Seven Criteria for
Sign Differentiation
“Subjectivity - like objectivity is an effect of différance, an effect inscribed in a system of différance. This is why the a of différance also recalls that spacing is temporization, the detour and postponement by means of which intuition, perception, consummation in a word, the relationship to the present, the reference to a present reality, to a being are always deferred. Deferred by virtue of the very principle of difference which holds that an element functions and signifies, takes on or conveys meaning, only by referring to another past or future element in an economy of traces.” Jacques Derrida: “Positions”, Page 29.
Let us now consider Deleuze’s second criterion for sign differentiation:
2) The way in which something is emitted and apprehended as a sign, but also the consequent dangers of an interpretation that may be objectivist or subjectivist.
With reference to this second criterion, Deleuze notes:
“Each line of apprenticeship undergoes these two moments: the disappointment afforded by an attempted objective interpretation, then the attempted remedy of this disappointment by a subjective interpretation in which we reconstruct associative series… It is because the sign is doubtless more profound than the object emitting it, but it is still attached to that object, it is still half sheathed in it. And the sign’s meaning is doubtless more profound than the subject interpreting it, but it is attached to this subject, half incarnated in a series of subjective associations. We proceed from one to the other; we leap from one to the other; we overcome the disappointment of the object by a compensation of the subject.”
“Proust and Signs", page 36.
Here we must begin to consider the very basic impetus through which the images found within the form of writing under analysis came into being. Through this criterion, we are encountering the very acts of desiring-production which led to the creation of such images.

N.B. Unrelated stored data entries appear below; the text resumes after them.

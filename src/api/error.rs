// ==========================================
// ModCon 内容规划系统 - API层错误类型
// ==========================================
// 职责: 定义API层错误类型，将模型/引擎/存储错误转换为面向用户的错误
// 约束: 错误信息必须指明出错的实体（规则 id、条件序号、列名等）
// ==========================================

use crate::config::ConfigError;
use crate::domain::error::{ConditionError, ModelError};
use crate::engine::feed_generator::FeedError;
use thiserror::Error;

/// API层错误类型
#[derive(Error, Debug)]
pub enum ApiError {
    // ==========================================
    // 输入与业务规则错误
    // ==========================================
    #[error("无效输入: {0}")]
    InvalidInput(String),

    #[error("资源未找到: {0}")]
    NotFound(String),

    /// 规则编写时的条件错误（不做静默修正）
    #[error("条件无效: {0}")]
    MalformedCondition(String),

    #[error("业务规则违反: {0}")]
    BusinessRuleViolation(String),

    // ==========================================
    // 配置缺陷（可通过编辑规则/结构修复）
    // ==========================================
    #[error("配置缺陷: {0}")]
    ConfigurationDefect(String),

    #[error("配置读取失败: {0}")]
    ConfigError(String),

    // ==========================================
    // 导出错误
    // ==========================================
    #[error("导出失败: {0}")]
    ExportError(String),

    // ==========================================
    // 通用错误
    // ==========================================
    #[error("内部错误: {0}")]
    InternalError(String),

    #[error(transparent)]
    Other(#[from] anyhow::Error),
}

// ==========================================
// 从 ModelError 转换
// ==========================================
impl From<ModelError> for ApiError {
    fn from(err: ModelError) -> Self {
        match err {
            ModelError::ModuleNotFound(_)
            | ModelError::VariationNotFound { .. }
            | ModelError::CellNotFound(_)
            | ModelError::RuleNotFound(_)
            | ModelError::AudienceNotFound(_)
            | ModelError::PlacementNotFound(_) => ApiError::NotFound(err.to_string()),

            ModelError::DuplicateModule(_)
            | ModelError::DuplicateVariation { .. }
            | ModelError::DuplicateCell(_)
            | ModelError::DuplicateRule(_)
            | ModelError::DuplicateAudience(_)
            | ModelError::DuplicatePlacement(_) => ApiError::BusinessRuleViolation(err.to_string()),

            ModelError::MalformedCondition { .. } | ModelError::EmptyConditions { .. } => {
                ApiError::MalformedCondition(err.to_string())
            }

            ModelError::InvalidVariantCount { .. } | ModelError::InvalidRuleJson { .. } => {
                ApiError::InvalidInput(err.to_string())
            }
        }
    }
}

impl From<ConditionError> for ApiError {
    fn from(err: ConditionError) -> Self {
        ApiError::MalformedCondition(err.to_string())
    }
}

impl From<FeedError> for ApiError {
    fn from(err: FeedError) -> Self {
        ApiError::ConfigurationDefect(err.to_string())
    }
}

impl From<ConfigError> for ApiError {
    fn from(err: ConfigError) -> Self {
        ApiError::ConfigError(err.to_string())
    }
}

impl From<rusqlite::Error> for ApiError {
    fn from(err: rusqlite::Error) -> Self {
        ApiError::ConfigError(format!("数据库错误: {}", err))
    }
}

impl From<csv::Error> for ApiError {
    fn from(err: csv::Error) -> Self {
        ApiError::ExportError(format!("CSV 写入失败: {}", err))
    }
}

impl From<serde_json::Error> for ApiError {
    fn from(err: serde_json::Error) -> Self {
        ApiError::ExportError(format!("JSON 序列化失败: {}", err))
    }
}

impl From<std::io::Error> for ApiError {
    fn from(err: std::io::Error) -> Self {
        ApiError::ExportError(format!("文件写入失败: {}", err))
    }
}

/// Result 类型别名
pub type ApiResult<T> = Result<T, ApiError>;

#[cfg(test)]
mod tests {
    use super::*;
    use crate::domain::types::{ConditionType, Operator};

    #[test]
    fn test_model_error_conversion() {
        let api_err: ApiError = ModelError::ModuleNotFound("m_404".to_string()).into();
        match api_err {
            ApiError::NotFound(msg) => assert!(msg.contains("m_404")),
            other => panic!("Expected NotFound, got {:?}", other),
        }

        let api_err: ApiError = ModelError::DuplicateRule("rule_1".to_string()).into();
        assert!(matches!(api_err, ApiError::BusinessRuleViolation(_)));
    }

    #[test]
    fn test_malformed_condition_names_rule_and_index() {
        let err = ModelError::MalformedCondition {
            rule_id: "rule_geo".to_string(),
            index: 1,
            source: ConditionError::ListForScalarOperator {
                condition_type: ConditionType::Geo,
                operator: Operator::Equals,
            },
        };
        let api_err: ApiError = err.into();
        match api_err {
            ApiError::MalformedCondition(msg) => {
                assert!(msg.contains("rule_geo"));
                assert!(msg.contains('1'));
            }
            other => panic!("Expected MalformedCondition, got {:?}", other),
        }
    }

    #[test]
    fn test_feed_error_is_configuration_defect() {
        let api_err: ApiError = FeedError::UnknownRowPolicy("cell".to_string()).into();
        match api_err {
            ApiError::ConfigurationDefect(msg) => assert!(msg.contains("cell")),
            other => panic!("Expected ConfigurationDefect, got {:?}", other),
        }
    }
}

Consider those situations in which stone tools were being produced; for, the image production we are here examining emerged directly from the creation of stone tools. Shaping a piece of stone into a tool requires that one decide which parts of that stone to remove, in order to create the shape of the intended tool. Parts of the stone are usually removed by striking the stone with another rock, thus knocking flakes of unneeded rock off of the stone being shaped. Deciding where to remove flakes of rock from a stone, and how and where to strike that stone in order to remove the proper flakes, demands that the surface of the stone be closely examined and interpreted, so that the structure of the stone's grain and its internal properties of cleavage can be understood well enough to be put to use.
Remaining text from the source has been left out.